OpenAI Launches GPT-5.5: A New Intelligence Tier for Real-World Tasks

OpenAI is releasing GPT-5.5, described as the company's smartest and most intuitive model to date, representing the next step toward a new way of accomplishing work on a computer.

GPT-5.5 grasps user intent more quickly and can shoulder more of the workload independently. It excels at writing and debugging code, online research, data analysis, document and spreadsheet creation, software operation, and moving across tools until a task is complete. Rather than requiring careful management of every step, users can hand GPT-5.5 a messy, multi-part task and rely on it to plan, use tools, verify its own work, navigate ambiguity, and persist until finished.

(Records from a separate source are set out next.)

//! AMQP intake: one durable queue of submission messages, consumed with
//! manual acknowledgements. Every delivery is acknowledged exactly once;
//! only a shutdown before the terminal commit leaves a message on the
//! queue for redelivery.

use crate::config::AmqpConfig;
use crate::dump::MessageDump;
use crate::error::{Context as _, Result};
use crate::submission::context::{headers, CertificateInfo, SubmissionMessage};
use crate::submission::processor::{ProcessOutcome, SubmissionProcessor};
use async_trait::async_trait;
use futures_util::StreamExt;
use lapin::options::{
    BasicAckOptions, BasicConsumeOptions, BasicQosOptions, ExchangeDeclareOptions,
    QueueBindOptions, QueueDeclareOptions,
};
use lapin::types::{AMQPValue, FieldTable};
use lapin::{Channel, Connection, ConnectionProperties, Consumer, ExchangeKind};
use std::collections::HashMap;
use std::sync::Arc;
use tokio_executor_trait::Tokio as TokioExecutor;
use tokio_util::sync::CancellationToken;
use uuid::Uuid;

/// One message taken off the submission queue.
#[derive(Debug, Clone)]
pub struct SubmissionDelivery {
    pub body: Vec<u8>,
    pub delivery_tag: u64,
    pub redelivered: bool,
    pub headers: HashMap<String, String>,
}

#[async_trait]
pub trait QueueConsumer: Send {
    async fn next_delivery(&mut self) -> Result<Option<SubmissionDelivery>>;

    async fn ack(&mut self, delivery_tag: u64) -> Result<()>;
}

pub struct LapinSubmissionConsumer {
    config: AmqpConfig,
    connection: Connection,
    channel: Channel,
    consumer: Consumer,
}

impl LapinSubmissionConsumer {
    pub async fn connect(config: AmqpConfig) -> Result<Self> {
        let (connection, channel, consumer) = Self::open(&config).await?;
        Ok(Self {
            config,
            connection,
            channel,
            consumer,
        })
    }

    async fn reconnect(&mut self) -> Result<()> {
        let (connection, channel, consumer) = Self::open(&self.config).await?;
        self.connection = connection;
        self.channel = channel;
        self.consumer = consumer;
        Ok(())
    }

    async fn open(config: &AmqpConfig) -> Result<(Connection, Channel, Consumer)> {
        let properties = ConnectionProperties::default().with_executor(TokioExecutor::current());
        let connection = Connection::connect(&config.url, properties)
            .await
            .context("failed to connect to the message broker")?;

        let channel = connection
            .create_channel()
            .await
            .context("failed to open channel")?;

        channel
            .exchange_declare(
                &config.exchange,
                ExchangeKind::Direct,
                ExchangeDeclareOptions {
                    durable: true,
                    ..ExchangeDeclareOptions::default()
                },
                FieldTable::default(),
            )
            .await
            .with_context(|| format!("failed to declare exchange `{}`", config.exchange))?;

        channel
            .queue_declare(
                &config.queue,
                QueueDeclareOptions {
                    durable: true,
                    ..QueueDeclareOptions::default()
                },
                FieldTable::default(),
            )
            .await
            .with_context(|| format!("failed to declare queue `{}`", config.queue))?;

        channel
            .queue_bind(
                &config.queue,
                &config.exchange,
                &config.routing_key,
                QueueBindOptions::default(),
                FieldTable::default(),
            )
            .await
            .with_context(|| format!("failed to bind queue `{}`", config.queue))?;

        channel
            .basic_qos(config.prefetch, BasicQosOptions::default())
            .await
            .context("failed to configure prefetch")?;

        let consumer_tag = format!("reportsink-{}", Uuid::new_v4());
        let consumer = channel
            .basic_consume(
                &config.queue,
                &consumer_tag,
                BasicConsumeOptions::default(),
                FieldTable::default(),
            )
            .await
            .with_context(|| format!("failed to start consumer on queue `{}`", config.queue))?;

        Ok((connection, channel, consumer))
    }

    fn convert_delivery(delivery: lapin::message::Delivery) -> SubmissionDelivery {
        let headers = delivery
            .properties
            .headers()
            .as_ref()
            .map(string_headers)
            .unwrap_or_default();

        SubmissionDelivery {
            body: delivery.data,
            delivery_tag: delivery.delivery_tag,
            redelivered: delivery.redelivered,
            headers,
        }
    }
}

#[async_trait]
impl QueueConsumer for LapinSubmissionConsumer {
    async fn next_delivery(&mut self) -> Result<Option<SubmissionDelivery>> {
        loop {
            match self.consumer.next().await {
                Some(Ok(delivery)) => return Ok(Some(Self::convert_delivery(delivery))),
                Some(Err(err)) => {
                    tracing::warn!(
                        target: "reportsink::consumer",
                        event = "consumer_error",
                        error = %err,
                    );
                    self.reconnect().await?;
                }
                None => {
                    tracing::warn!(
                        target: "reportsink::consumer",
                        event = "consumer_stream_ended",
                    );
                    self.reconnect().await?;
                }
            }
        }
    }

    async fn ack(&mut self, delivery_tag: u64) -> Result<()> {
        self.channel
            .basic_ack(delivery_tag, BasicAckOptions::default())
            .await
            .context("ack failed")
    }
}

fn string_headers(table: &FieldTable) -> HashMap<String, String> {
    let mut map = HashMap::new();
    for (key, value) in table {
        let text = match value {
            AMQPValue::LongString(text) => String::from_utf8_lossy(text.as_bytes()).into_owned(),
            AMQPValue::ShortString(text) => text.to_string(),
            _ => continue,
        };
        map.insert(key.to_string(), text);
    }
    map
}

/// Drives one consumer until shutdown, handing each delivery to the
/// processor. Unreadable messages are logged and acknowledged; replaying
/// them can never succeed.
pub struct SubmissionListener {
    processor: Arc<SubmissionProcessor>,
    dump: MessageDump,
}

impl SubmissionListener {
    pub fn new(processor: Arc<SubmissionProcessor>, dump: MessageDump) -> Self {
        Self { processor, dump }
    }

    pub async fn run<C: QueueConsumer>(&self, mut consumer: C, shutdown: CancellationToken) {
        loop {
            let next = tokio::select! {
                _ = shutdown.cancelled() => break,
                next = consumer.next_delivery() => next,
            };

            match next {
                Ok(Some(delivery)) => {
                    self.handle_delivery(&mut consumer, delivery, &shutdown).await;
                }
                Ok(None) => break,
                Err(err) => {
                    tracing::error!(
                        target: "reportsink::consumer",
                        event = "consumer_receive_failed",
                        error = %err,
                    );
                    tokio::select! {
                        _ = shutdown.cancelled() => break,
                        _ = tokio::time::sleep(std::time::Duration::from_secs(5)) => {}
                    }
                }
            }
        }

        tracing::info!(
            target: "reportsink::consumer",
            event = "consumer_stopped",
        );
    }

    async fn handle_delivery<C: QueueConsumer>(
        &self,
        consumer: &mut C,
        delivery: SubmissionDelivery,
        shutdown: &CancellationToken,
    ) {
        let token_header = delivery.headers.get(headers::TOKEN).cloned();

        let dump_key = token_header
            .clone()
            .unwrap_or_else(|| format!("tag-{}", delivery.delivery_tag));
        self.dump.write(&dump_key, &delivery.body).await;

        tracing::info!(
            target: "reportsink::consumer",
            event = "delivery_received",
            token = token_header.as_deref().unwrap_or("(missing)"),
            delivery_tag = delivery.delivery_tag,
            redelivered = delivery.redelivered,
        );

        let outcome = match parse_delivery(&delivery) {
            Ok((token, message, certificate)) => {
                self.processor
                    .process(token, message, certificate, shutdown)
                    .await
            }
            Err(err) => {
                tracing::error!(
                    target: "reportsink::consumer",
                    event = "message_unreadable",
                    delivery_tag = delivery.delivery_tag,
                    error = %err,
                );
                ProcessOutcome::Discarded
            }
        };

        if outcome == ProcessOutcome::Cancelled {
            // The status row was never claimed; leaving the delivery
            // unacked puts it back on the queue once the connection
            // closes.
            return;
        }

        if let Err(err) = consumer.ack(delivery.delivery_tag).await {
            tracing::error!(
                target: "reportsink::consumer",
                event = "ack_failed",
                delivery_tag = delivery.delivery_tag,
                error = %err,
            );
        }
    }
}

fn parse_delivery(
    delivery: &SubmissionDelivery,
) -> Result<(Uuid, SubmissionMessage, CertificateInfo)> {
    let token_text = delivery
        .headers
        .get(headers::TOKEN)
        .ok_or_else(|| crate::err!("delivery carries no {} header", headers::TOKEN))?;
    let token = Uuid::parse_str(token_text)?;

    let message: SubmissionMessage =
        serde_json::from_slice(&delivery.body).context("submission body is not valid JSON")?;

    let certificate = CertificateInfo {
        subject: delivery
            .headers
            .get(headers::SUBJECT)
            .cloned()
            .unwrap_or_default(),
        issuer: delivery.headers.get(headers::ISSUER).cloned(),
        thumbprint: delivery.headers.get(headers::THUMBPRINT).cloned(),
    };

    Ok((token, message, certificate))
}
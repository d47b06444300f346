#[path = "support/mod.rs"]
mod support;

use reportsink::definitions::{DefinitionCache, FormulaDefinition, FormulaRow};
use reportsink::finding::{codes, Severity};
use reportsink::model::BasicFormulaEvaluator;
use reportsink::registry::ReportVersionRecord;
use reportsink::submission::context::SubmissionContext;
use reportsink::submission::formula::FormulaStage;
use reportsink::submission::stage::Stage;
use std::collections::HashMap;
use std::sync::atomic::Ordering;
use std::sync::Arc;
use support::mocks::{self, MockDefinitionSource, MockDocument, MONTHLY_NAMESPACE};
use uuid::Uuid;

fn formula(code: &str, operator: &str, tolerance: Option<f64>, severity: i16) -> FormulaDefinition {
    FormulaDefinition::from_row(FormulaRow {
        id: 1,
        code: code.to_string(),
        description: "Totals must balance".to_string(),
        additional_description: None,
        severity,
        left_formula: "[A:Total]".to_string(),
        right_formula: "[B:Total]".to_string(),
        operator: operator.to_string(),
        tolerance,
        condition_formula: None,
        required_templates_left: Some("A".to_string()),
        required_templates_right: Some("B".to_string()),
        user_friendly_formula: Some("Assets equal liabilities".to_string()),
        active: true,
    })
    .unwrap()
}

fn document(forms: &[&str], values: &[(&str, f64)]) -> MockDocument {
    MockDocument {
        root_name: "MonthlyReport".to_string(),
        root_namespace: MONTHLY_NAMESPACE.to_string(),
        forms: forms.iter().map(|form| form.to_string()).collect(),
        values: values
            .iter()
            .map(|(key, value)| (key.to_string(), *value))
            .collect::<HashMap<_, _>>(),
        viewable: true,
        ..MockDocument::default()
    }
}

fn context(document: MockDocument) -> SubmissionContext {
    let mut ctx = SubmissionContext::new(
        Uuid::new_v4(),
        42,
        mocks::message("FRP", "2017-12", "100001", ""),
        mocks::certificate("100001"),
    );
    ctx.version = Some(ReportVersionRecord {
        id: 9,
        root_element: "MonthlyReport".to_string(),
        root_namespace: MONTHLY_NAMESPACE.to_string(),
    });
    ctx.document = Some(Arc::new(document));
    ctx
}

fn stage(formulas: Vec<FormulaDefinition>) -> FormulaStage {
    let cache = Arc::new(DefinitionCache::new(Arc::new(
        MockDefinitionSource::with_formulas(formulas),
    )));
    FormulaStage::new(cache, Arc::new(BasicFormulaEvaluator))
}

#[tokio::test]
async fn violated_formula_rejects_with_evaluated_sides() {
    let stage = stage(vec![formula("F-001", "=", None, 2)]);
    let mut ctx = context(document(&["A", "B"], &[("A:Total", 100.0), ("B:Total", 90.0)]));

    stage.run(&mut ctx).await.unwrap();

    assert!(!ctx.report_valid);
    assert_eq!(ctx.findings.len(), 1);
    let finding = &ctx.findings[0];
    assert_eq!(finding.code, "F-001");
    assert_eq!(finding.severity, Severity::Error);
    assert_eq!(finding.formula.as_deref(), Some("[A:Total] = [B:Total]"));
    assert_eq!(finding.formula_result.as_deref(), Some("100.00 = 90.00"));
    assert_eq!(finding.formula_source.as_deref(), Some("A = B"));
    assert_eq!(
        finding.formula_description.as_deref(),
        Some("Assets equal liabilities")
    );
}

#[tokio::test]
async fn tolerance_absorbs_small_differences() {
    let within = stage(vec![formula("F-001", "=", Some(15.0), 2)]);
    let mut ctx = context(document(&["A", "B"], &[("A:Total", 100.0), ("B:Total", 90.0)]));
    within.run(&mut ctx).await.unwrap();
    assert!(ctx.report_valid);
    assert!(ctx.findings.is_empty());

    let outside = stage(vec![formula("F-001", "=", Some(5.0), 2)]);
    let mut ctx = context(document(&["A", "B"], &[("A:Total", 100.0), ("B:Total", 90.0)]));
    outside.run(&mut ctx).await.unwrap();
    assert!(!ctx.report_valid);
}

#[tokio::test]
async fn formula_skipped_when_templates_not_reported() {
    let stage = stage(vec![formula("F-001", "=", None, 2)]);
    let mut ctx = context(document(&["A"], &[("A:Total", 100.0)]));

    stage.run(&mut ctx).await.unwrap();

    assert!(ctx.report_valid);
    assert!(ctx.findings.is_empty());
}

#[tokio::test]
async fn null_side_counts_as_violation() {
    // Template B is reported but carries no total.
    let stage = stage(vec![formula("F-001", "=", None, 2)]);
    let mut ctx = context(document(&["A", "B"], &[("A:Total", 100.0)]));

    stage.run(&mut ctx).await.unwrap();

    assert!(!ctx.report_valid);
    assert_eq!(ctx.findings[0].formula_result.as_deref(), Some("100.00 = NULL"));
}

#[tokio::test]
async fn warnings_do_not_reject_the_report() {
    let stage = stage(vec![formula("F-001", "=", None, 1)]);
    let mut ctx = context(document(&["A", "B"], &[("A:Total", 100.0), ("B:Total", 90.0)]));

    stage.run(&mut ctx).await.unwrap();

    assert!(ctx.report_valid);
    assert_eq!(ctx.findings.len(), 1);
    assert_eq!(ctx.findings[0].severity, Severity::Warning);
}

#[tokio::test]
async fn false_condition_skips_the_check() {
    let mut gated = formula("F-001", "=", None, 2);
    gated.condition_formula = Some("[A:Flag] = 1".to_string());
    let stage = stage(vec![gated]);
    let mut ctx = context(document(
        &["A", "B"],
        &[("A:Total", 100.0), ("B:Total", 90.0), ("A:Flag", 0.0)],
    ));

    stage.run(&mut ctx).await.unwrap();

    assert!(ctx.report_valid);
    assert!(ctx.findings.is_empty());
}

#[tokio::test]
async fn true_condition_runs_the_check() {
    let mut gated = formula("F-001", "=", None, 2);
    gated.condition_formula = Some("[A:Flag] = 1".to_string());
    let stage = stage(vec![gated]);
    let mut ctx = context(document(
        &["A", "B"],
        &[("A:Total", 100.0), ("B:Total", 90.0), ("A:Flag", 1.0)],
    ));

    stage.run(&mut ctx).await.unwrap();

    assert!(!ctx.report_valid);
    assert_eq!(ctx.findings[0].code, "F-001");
}

#[tokio::test]
async fn unexpected_condition_result_keeps_the_formula_applicable() {
    // The flag is absent, so the condition evaluates to null instead of a
    // boolean; the formula still runs and the violation surfaces.
    let mut gated = formula("F-001", "=", None, 2);
    gated.condition_formula = Some("[A:Flag] = 1".to_string());
    let stage = stage(vec![gated]);
    let mut ctx = context(document(&["A", "B"], &[("A:Total", 100.0), ("B:Total", 90.0)]));

    stage.run(&mut ctx).await.unwrap();

    assert!(!ctx.report_valid);
    assert_eq!(ctx.findings.len(), 1);
    assert_eq!(ctx.findings[0].code, "F-001");
}

#[tokio::test]
async fn one_reported_template_per_side_is_enough() {
    let mut spread = formula("F-001", "=", None, 2);
    spread.right_formula = "[C:Total]".to_string();
    spread.required_templates_right = vec!["B".to_string(), "C".to_string()];
    let stage = stage(vec![spread]);

    // B was not reported, but C was; both sides apply.
    let mut ctx = context(document(&["A", "C"], &[("A:Total", 100.0), ("C:Total", 90.0)]));

    stage.run(&mut ctx).await.unwrap();

    assert!(!ctx.report_valid);
    assert_eq!(ctx.findings[0].code, "F-001");
}

#[tokio::test]
async fn empty_template_sides_always_apply() {
    let mut unconditional = formula("F-001", "=", None, 2);
    unconditional.required_templates_left = Vec::new();
    unconditional.required_templates_right = Vec::new();
    let stage = stage(vec![unconditional]);
    let mut ctx = context(document(&["Z"], &[]));

    stage.run(&mut ctx).await.unwrap();

    // Both sides evaluate to null, which counts as a violation.
    assert!(!ctx.report_valid);
    assert_eq!(ctx.findings[0].formula_result.as_deref(), Some("NULL = NULL"));
}

#[tokio::test]
async fn evaluator_failure_propagates() {
    let mut broken = formula("F-001", "=", None, 2);
    broken.left_formula = "1 +".to_string();
    let stage = stage(vec![broken]);
    let mut ctx = context(document(&["A", "B"], &[("B:Total", 90.0)]));

    assert!(stage.run(&mut ctx).await.is_err());
}

#[tokio::test]
async fn invalid_model_yields_validation_failed() {
    let stage = stage(vec![formula("F-001", "=", None, 2)]);
    let mut ctx = context(document(&["A", "B"], &[]));
    ctx.model_valid = false;

    stage.run(&mut ctx).await.unwrap();

    assert!(!ctx.report_valid);
    assert_eq!(ctx.findings[0].code, codes::VALIDATION_FAILED);
}

#[tokio::test]
async fn missing_document_yields_validation_failed() {
    let stage = stage(vec![formula("F-001", "=", None, 2)]);
    let mut ctx = context(document(&["A", "B"], &[]));
    ctx.document = None;

    stage.run(&mut ctx).await.unwrap();

    assert!(!ctx.report_valid);
    assert_eq!(ctx.findings[0].code, codes::VALIDATION_FAILED);
}

#[tokio::test]
async fn missing_definitions_surface_as_error() {
    let source = Arc::new(MockDefinitionSource::empty());
    source.fail.store(true, Ordering::SeqCst);
    let cache = Arc::new(DefinitionCache::new(source));
    let stage = FormulaStage::new(cache, Arc::new(BasicFormulaEvaluator));
    let mut ctx = context(document(&["A", "B"], &[("A:Total", 100.0)]));

    assert!(stage.run(&mut ctx).await.is_err());
}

The most pronounced improvements appear in agentic coding, computer use, knowledge work, and early scientific research-domains where progress hinges on reasoning across context and taking action over time. GPT-5.5 delivers this intelligence upgrade without sacrificing speed: it matches GPT-5.4's per-token latency in real-world serving while performing at a significantly higher level. It also consumes substantially fewer tokens to complete the same Codex tasks, making it both more efficient and more capable.

OpenAI is releasing GPT-5.5 with the company's strongest set of safeguards to date, designed to reduce misuse while preserving access for beneficial work. The model was evaluated across OpenAI's full suite of safety and preparedness frameworks, tested by internal and external red-teamers, subjected to targeted testing for advanced cybersecurity and biology capabilities, and refined with feedback from nearly 200 trusted early-access partners before release.

GPT-5.5 is rolling out to Plus, Pro, Business, and Enterprise users in ChatGPT and Codex, while GPT-5.5 Pro is rolling out to Pro, Business, and Enterprise users in ChatGPT. API deployments require different safeguards, and OpenAI is working closely with partners and customers on the safety and security requirements for serving it at scale. GPT-5.5 and GPT-5.5 Pro will come to the API very soon.

Model Capabilities

OpenAI is building global infrastructure for agentic AI, enabling people and businesses worldwide to get work done with AI. Over the past year, AI has dramatically accelerated software engineering. With GPT-5.5 in Codex and ChatGPT, that same transformation is beginning to extend into scientific research and the broader work people do on computers.

Across these domains, GPT-5.5 is not just more intelligent-it is more efficient in how it works through problems, often reaching higher-quality outputs with fewer tokens and fewer retries. On Artificial Analysis's Coding Index, GPT-5.5 delivers state-of-the-art intelligence at half the cost of competitive frontier coding models.

Agentic Coding

GPT-5.5 is OpenAI's strongest agentic coding model to date. On Terminal-Bench 2.0, which tests complex command-line workflows requiring planning, iteration, and tool coordination, it achieves a state-of-the-art accuracy of 82.7%. On SWE-Bench Pro, which evaluates real-world GitHub issue resolution, it reaches 58.6%, solving more tasks end-to-end in a single pass than previous models. On Expert-SWE, OpenAI's internal frontier eval for long-horizon coding tasks with a median estimated human completion time of 20 hours, GPT-5.5 also outperforms GPT-5.4.

Across all three evals, GPT-5.5 improves on GPT-5.4's scores while using fewer tokens.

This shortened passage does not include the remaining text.